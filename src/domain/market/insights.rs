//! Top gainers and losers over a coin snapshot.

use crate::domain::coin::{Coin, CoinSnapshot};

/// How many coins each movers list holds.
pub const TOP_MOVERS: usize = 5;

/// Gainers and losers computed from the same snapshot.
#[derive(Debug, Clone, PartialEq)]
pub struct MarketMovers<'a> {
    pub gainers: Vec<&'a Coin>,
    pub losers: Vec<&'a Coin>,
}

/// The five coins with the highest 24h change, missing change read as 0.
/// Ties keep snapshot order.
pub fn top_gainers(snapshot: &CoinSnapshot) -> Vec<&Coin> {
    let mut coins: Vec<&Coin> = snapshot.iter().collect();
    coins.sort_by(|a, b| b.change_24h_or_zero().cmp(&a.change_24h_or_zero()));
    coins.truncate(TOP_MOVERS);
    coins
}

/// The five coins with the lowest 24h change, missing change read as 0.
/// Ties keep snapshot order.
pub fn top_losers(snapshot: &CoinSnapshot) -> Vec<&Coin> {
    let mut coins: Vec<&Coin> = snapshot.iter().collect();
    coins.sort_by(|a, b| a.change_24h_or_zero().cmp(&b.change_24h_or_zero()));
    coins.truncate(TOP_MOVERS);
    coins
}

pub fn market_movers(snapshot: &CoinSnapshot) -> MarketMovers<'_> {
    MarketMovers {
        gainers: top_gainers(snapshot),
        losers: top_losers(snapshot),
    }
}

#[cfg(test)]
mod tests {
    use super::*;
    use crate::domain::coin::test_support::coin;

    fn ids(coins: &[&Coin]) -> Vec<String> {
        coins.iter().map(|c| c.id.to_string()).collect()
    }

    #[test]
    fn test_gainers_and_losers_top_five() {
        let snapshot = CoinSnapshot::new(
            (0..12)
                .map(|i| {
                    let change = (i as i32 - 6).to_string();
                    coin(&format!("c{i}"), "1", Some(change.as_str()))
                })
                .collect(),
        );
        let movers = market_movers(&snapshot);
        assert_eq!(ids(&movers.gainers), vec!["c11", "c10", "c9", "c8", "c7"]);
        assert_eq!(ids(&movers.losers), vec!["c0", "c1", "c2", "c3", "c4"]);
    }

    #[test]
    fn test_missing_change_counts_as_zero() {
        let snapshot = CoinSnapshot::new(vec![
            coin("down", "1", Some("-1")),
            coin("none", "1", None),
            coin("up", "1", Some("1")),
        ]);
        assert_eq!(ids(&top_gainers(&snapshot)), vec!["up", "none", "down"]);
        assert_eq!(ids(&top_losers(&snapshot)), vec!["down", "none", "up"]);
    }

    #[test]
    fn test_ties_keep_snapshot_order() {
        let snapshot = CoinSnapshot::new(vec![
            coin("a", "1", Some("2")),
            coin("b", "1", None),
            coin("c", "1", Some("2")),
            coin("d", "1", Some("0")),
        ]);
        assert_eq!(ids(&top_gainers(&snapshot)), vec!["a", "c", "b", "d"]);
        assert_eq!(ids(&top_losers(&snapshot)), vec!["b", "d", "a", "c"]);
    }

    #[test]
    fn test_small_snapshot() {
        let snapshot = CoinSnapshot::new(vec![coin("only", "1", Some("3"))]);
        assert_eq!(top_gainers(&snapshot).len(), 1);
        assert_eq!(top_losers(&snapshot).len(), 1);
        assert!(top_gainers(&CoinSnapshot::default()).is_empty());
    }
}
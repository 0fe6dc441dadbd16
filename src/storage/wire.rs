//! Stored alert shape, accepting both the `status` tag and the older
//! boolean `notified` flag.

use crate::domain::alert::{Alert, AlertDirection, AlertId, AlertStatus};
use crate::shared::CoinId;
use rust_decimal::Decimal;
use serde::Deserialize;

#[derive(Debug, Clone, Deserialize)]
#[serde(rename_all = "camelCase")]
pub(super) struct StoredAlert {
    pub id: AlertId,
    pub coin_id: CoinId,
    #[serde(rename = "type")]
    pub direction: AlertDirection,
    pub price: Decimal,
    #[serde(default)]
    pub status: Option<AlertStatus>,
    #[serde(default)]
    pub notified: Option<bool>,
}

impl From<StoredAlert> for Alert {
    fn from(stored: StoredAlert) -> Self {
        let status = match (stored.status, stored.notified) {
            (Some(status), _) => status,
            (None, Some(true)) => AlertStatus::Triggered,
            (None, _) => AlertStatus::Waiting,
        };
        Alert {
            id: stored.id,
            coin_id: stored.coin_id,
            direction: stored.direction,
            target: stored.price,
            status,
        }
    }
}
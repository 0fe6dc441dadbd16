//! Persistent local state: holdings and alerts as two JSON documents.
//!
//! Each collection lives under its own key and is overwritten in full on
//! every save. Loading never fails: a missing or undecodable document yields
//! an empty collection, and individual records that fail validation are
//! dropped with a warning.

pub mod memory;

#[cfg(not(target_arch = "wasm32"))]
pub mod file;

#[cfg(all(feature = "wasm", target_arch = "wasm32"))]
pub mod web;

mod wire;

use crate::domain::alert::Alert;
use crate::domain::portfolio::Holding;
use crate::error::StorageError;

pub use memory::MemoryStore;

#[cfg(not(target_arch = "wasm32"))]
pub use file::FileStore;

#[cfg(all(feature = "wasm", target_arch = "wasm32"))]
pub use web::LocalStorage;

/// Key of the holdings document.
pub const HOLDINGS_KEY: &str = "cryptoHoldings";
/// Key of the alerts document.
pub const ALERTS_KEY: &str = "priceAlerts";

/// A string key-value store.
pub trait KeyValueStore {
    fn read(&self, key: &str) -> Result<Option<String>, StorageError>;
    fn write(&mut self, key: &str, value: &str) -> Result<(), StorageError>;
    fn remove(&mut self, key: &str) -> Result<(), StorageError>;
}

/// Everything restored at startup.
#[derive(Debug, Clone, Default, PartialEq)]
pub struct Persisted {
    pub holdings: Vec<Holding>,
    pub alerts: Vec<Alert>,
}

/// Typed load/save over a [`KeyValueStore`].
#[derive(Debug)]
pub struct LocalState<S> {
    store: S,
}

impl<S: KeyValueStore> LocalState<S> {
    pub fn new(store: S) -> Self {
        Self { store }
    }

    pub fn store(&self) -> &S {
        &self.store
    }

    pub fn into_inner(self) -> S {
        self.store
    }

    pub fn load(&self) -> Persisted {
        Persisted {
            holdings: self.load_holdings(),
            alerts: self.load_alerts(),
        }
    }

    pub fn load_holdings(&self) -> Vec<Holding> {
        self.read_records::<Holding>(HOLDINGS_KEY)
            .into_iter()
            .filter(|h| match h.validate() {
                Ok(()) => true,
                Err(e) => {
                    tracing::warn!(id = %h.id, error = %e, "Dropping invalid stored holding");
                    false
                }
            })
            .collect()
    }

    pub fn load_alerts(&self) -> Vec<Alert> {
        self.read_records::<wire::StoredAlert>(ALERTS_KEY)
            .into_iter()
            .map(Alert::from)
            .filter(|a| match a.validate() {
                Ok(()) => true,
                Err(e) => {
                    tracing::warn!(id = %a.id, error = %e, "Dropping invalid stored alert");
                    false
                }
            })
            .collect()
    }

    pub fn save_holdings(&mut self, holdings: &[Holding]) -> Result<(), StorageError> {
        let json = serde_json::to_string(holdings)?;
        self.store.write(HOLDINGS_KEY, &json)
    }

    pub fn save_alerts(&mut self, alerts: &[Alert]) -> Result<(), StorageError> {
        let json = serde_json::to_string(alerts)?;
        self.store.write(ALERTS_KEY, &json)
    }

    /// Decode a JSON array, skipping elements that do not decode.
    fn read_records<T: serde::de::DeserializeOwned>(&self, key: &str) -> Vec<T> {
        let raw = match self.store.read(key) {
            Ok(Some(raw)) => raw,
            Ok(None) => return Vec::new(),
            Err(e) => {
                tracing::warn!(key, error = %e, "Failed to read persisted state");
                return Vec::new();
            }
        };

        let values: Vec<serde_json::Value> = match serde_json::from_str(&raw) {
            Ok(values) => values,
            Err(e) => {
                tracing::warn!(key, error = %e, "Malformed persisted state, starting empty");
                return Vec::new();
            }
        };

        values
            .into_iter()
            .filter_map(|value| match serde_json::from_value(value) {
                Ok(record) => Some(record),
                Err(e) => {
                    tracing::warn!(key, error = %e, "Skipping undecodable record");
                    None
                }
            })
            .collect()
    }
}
● ● ●
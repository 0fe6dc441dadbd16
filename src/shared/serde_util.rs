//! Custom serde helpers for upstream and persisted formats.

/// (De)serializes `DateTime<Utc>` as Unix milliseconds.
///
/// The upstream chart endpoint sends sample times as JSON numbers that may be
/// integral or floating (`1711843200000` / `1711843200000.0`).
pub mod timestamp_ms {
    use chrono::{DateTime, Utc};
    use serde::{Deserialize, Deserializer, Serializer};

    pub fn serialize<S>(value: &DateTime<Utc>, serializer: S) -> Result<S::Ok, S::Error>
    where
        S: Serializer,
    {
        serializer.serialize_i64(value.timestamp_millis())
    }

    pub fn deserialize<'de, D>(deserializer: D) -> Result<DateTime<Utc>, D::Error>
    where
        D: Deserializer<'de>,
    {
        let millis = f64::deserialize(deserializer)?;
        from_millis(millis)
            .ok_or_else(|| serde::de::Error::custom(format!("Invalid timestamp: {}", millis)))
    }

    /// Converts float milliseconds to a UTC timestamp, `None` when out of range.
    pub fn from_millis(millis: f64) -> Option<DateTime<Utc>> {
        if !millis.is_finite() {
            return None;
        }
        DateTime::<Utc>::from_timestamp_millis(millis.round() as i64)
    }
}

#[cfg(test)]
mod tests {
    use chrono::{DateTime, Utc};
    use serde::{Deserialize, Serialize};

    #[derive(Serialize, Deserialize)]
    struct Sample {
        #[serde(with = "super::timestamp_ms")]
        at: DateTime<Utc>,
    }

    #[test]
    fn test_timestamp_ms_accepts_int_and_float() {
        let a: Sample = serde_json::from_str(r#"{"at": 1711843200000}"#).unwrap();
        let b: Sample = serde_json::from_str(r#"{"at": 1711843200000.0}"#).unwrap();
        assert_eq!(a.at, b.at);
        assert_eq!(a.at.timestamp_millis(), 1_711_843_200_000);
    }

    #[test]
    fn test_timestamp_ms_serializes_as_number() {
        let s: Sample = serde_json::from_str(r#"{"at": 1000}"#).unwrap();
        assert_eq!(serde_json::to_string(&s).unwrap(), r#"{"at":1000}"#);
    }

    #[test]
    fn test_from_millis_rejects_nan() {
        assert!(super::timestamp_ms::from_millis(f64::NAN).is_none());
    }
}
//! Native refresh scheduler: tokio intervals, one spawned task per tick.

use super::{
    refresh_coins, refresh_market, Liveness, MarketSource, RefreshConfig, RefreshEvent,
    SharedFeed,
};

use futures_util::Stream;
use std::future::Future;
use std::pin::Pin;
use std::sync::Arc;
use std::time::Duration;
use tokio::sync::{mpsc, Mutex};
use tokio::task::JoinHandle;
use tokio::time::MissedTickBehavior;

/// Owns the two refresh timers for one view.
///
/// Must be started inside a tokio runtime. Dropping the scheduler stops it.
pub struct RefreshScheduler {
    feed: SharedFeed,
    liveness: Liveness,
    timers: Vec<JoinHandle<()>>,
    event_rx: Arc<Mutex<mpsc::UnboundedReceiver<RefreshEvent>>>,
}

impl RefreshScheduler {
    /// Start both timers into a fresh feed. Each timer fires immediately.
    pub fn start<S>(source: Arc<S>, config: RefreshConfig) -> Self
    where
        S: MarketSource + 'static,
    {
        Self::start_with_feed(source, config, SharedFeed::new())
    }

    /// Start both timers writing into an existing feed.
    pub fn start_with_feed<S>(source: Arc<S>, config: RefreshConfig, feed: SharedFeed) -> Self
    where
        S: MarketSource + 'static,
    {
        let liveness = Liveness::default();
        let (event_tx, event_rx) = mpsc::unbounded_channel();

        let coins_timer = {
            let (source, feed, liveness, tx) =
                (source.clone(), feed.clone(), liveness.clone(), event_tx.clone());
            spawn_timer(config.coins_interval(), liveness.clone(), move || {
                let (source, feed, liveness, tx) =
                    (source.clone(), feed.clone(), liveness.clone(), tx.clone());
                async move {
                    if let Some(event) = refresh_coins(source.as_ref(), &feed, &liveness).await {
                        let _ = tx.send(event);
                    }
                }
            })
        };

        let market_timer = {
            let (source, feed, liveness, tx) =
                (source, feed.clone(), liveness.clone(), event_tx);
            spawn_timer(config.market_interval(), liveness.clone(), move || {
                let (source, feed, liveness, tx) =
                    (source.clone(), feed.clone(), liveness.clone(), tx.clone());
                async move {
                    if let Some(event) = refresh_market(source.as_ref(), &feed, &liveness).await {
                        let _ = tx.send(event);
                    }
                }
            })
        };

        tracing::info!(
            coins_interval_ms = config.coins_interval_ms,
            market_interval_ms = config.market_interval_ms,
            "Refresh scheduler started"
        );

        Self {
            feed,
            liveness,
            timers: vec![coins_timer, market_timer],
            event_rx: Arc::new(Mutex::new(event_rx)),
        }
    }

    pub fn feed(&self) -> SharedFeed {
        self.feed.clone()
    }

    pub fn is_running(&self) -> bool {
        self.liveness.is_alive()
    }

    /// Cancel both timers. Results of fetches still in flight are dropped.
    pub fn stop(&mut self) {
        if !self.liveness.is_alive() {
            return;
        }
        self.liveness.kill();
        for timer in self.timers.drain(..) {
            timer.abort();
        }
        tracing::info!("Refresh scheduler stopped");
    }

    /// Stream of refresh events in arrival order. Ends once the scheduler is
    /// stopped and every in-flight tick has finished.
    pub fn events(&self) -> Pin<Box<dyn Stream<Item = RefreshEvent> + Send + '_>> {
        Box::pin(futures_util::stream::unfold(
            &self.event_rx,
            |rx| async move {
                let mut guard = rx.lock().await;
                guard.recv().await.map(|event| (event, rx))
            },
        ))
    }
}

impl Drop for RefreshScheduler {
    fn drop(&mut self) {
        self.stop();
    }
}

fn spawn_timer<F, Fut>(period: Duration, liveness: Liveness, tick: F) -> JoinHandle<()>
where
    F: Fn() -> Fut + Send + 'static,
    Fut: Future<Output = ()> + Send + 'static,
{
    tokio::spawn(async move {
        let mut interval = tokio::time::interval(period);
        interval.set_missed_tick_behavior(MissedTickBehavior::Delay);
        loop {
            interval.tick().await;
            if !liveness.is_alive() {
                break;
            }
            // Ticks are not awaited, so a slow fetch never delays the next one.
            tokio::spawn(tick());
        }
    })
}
● ● ●
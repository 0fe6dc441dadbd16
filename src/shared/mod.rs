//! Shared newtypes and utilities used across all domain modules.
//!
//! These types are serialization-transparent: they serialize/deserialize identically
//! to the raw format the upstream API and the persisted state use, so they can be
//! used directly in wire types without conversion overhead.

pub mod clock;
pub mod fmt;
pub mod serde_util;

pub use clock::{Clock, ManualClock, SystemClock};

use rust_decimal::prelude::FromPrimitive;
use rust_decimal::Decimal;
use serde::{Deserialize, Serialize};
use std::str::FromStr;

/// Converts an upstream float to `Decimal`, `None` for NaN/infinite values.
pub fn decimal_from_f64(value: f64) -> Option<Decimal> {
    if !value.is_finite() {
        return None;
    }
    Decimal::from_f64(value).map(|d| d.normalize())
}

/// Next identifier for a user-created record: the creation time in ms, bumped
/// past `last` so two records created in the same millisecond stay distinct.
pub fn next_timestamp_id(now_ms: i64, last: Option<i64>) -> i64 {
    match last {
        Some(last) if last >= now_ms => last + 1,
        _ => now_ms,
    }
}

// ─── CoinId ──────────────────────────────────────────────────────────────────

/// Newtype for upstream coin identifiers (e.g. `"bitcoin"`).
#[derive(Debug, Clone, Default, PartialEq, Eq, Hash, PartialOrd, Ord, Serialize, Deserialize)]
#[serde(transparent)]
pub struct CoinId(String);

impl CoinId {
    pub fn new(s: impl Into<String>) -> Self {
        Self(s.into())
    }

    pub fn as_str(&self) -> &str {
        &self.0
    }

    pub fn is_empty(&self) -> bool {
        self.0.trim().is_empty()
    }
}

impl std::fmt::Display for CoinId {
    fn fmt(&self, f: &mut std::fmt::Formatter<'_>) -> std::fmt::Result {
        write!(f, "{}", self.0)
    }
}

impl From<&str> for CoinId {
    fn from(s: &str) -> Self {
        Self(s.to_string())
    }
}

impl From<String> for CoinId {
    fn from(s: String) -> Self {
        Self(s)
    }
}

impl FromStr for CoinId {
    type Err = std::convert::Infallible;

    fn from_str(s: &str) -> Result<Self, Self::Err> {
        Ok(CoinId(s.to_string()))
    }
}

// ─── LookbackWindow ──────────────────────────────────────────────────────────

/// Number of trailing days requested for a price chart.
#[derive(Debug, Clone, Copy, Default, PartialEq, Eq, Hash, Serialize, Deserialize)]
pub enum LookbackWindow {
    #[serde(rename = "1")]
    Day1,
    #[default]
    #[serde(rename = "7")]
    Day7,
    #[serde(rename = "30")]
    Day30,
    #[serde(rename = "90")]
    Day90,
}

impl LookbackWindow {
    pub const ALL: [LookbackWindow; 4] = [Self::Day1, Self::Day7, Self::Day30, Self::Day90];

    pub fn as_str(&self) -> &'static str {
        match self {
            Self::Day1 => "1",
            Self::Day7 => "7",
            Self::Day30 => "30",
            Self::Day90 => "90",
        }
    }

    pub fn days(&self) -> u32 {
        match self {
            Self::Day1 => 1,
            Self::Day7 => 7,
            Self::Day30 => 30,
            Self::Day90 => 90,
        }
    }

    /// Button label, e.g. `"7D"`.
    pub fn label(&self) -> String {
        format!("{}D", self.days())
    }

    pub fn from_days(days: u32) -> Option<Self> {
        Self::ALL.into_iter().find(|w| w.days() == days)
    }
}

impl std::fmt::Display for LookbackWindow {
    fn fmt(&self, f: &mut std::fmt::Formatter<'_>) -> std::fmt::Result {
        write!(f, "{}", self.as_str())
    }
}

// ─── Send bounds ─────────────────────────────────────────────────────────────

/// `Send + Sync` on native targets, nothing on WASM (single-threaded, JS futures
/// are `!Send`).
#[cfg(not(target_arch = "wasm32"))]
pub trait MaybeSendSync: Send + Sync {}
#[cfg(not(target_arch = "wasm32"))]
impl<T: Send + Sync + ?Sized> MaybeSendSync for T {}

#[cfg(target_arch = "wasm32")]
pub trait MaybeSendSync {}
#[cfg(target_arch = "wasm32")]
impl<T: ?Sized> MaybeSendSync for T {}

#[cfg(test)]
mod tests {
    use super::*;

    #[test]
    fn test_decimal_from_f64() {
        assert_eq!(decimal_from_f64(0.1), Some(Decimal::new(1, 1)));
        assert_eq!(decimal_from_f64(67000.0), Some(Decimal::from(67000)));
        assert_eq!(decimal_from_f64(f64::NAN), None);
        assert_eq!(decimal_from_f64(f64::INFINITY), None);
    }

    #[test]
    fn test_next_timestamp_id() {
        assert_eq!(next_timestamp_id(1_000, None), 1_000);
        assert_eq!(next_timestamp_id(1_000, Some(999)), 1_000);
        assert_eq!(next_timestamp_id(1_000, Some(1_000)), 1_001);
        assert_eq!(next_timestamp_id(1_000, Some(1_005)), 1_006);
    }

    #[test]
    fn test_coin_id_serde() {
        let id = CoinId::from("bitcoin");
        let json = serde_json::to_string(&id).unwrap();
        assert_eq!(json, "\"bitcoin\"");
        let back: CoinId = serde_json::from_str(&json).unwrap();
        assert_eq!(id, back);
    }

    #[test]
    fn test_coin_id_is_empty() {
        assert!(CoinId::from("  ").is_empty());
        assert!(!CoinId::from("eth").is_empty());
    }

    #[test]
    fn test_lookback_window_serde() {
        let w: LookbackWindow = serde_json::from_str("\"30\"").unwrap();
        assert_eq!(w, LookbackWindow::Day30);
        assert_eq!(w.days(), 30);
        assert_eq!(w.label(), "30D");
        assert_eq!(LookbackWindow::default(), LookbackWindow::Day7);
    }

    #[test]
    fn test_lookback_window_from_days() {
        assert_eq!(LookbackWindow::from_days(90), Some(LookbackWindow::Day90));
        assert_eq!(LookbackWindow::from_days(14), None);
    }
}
● ● ●
Your objective:
Which lines above hold the string "wire"? Please copy all of them.

Result of the exercise:
filename src/storage/wire.rs
mod wire;
        self.read_records::<wire::StoredAlert>(ALERTS_KEY)
//! used directly in wire types without conversion overhead.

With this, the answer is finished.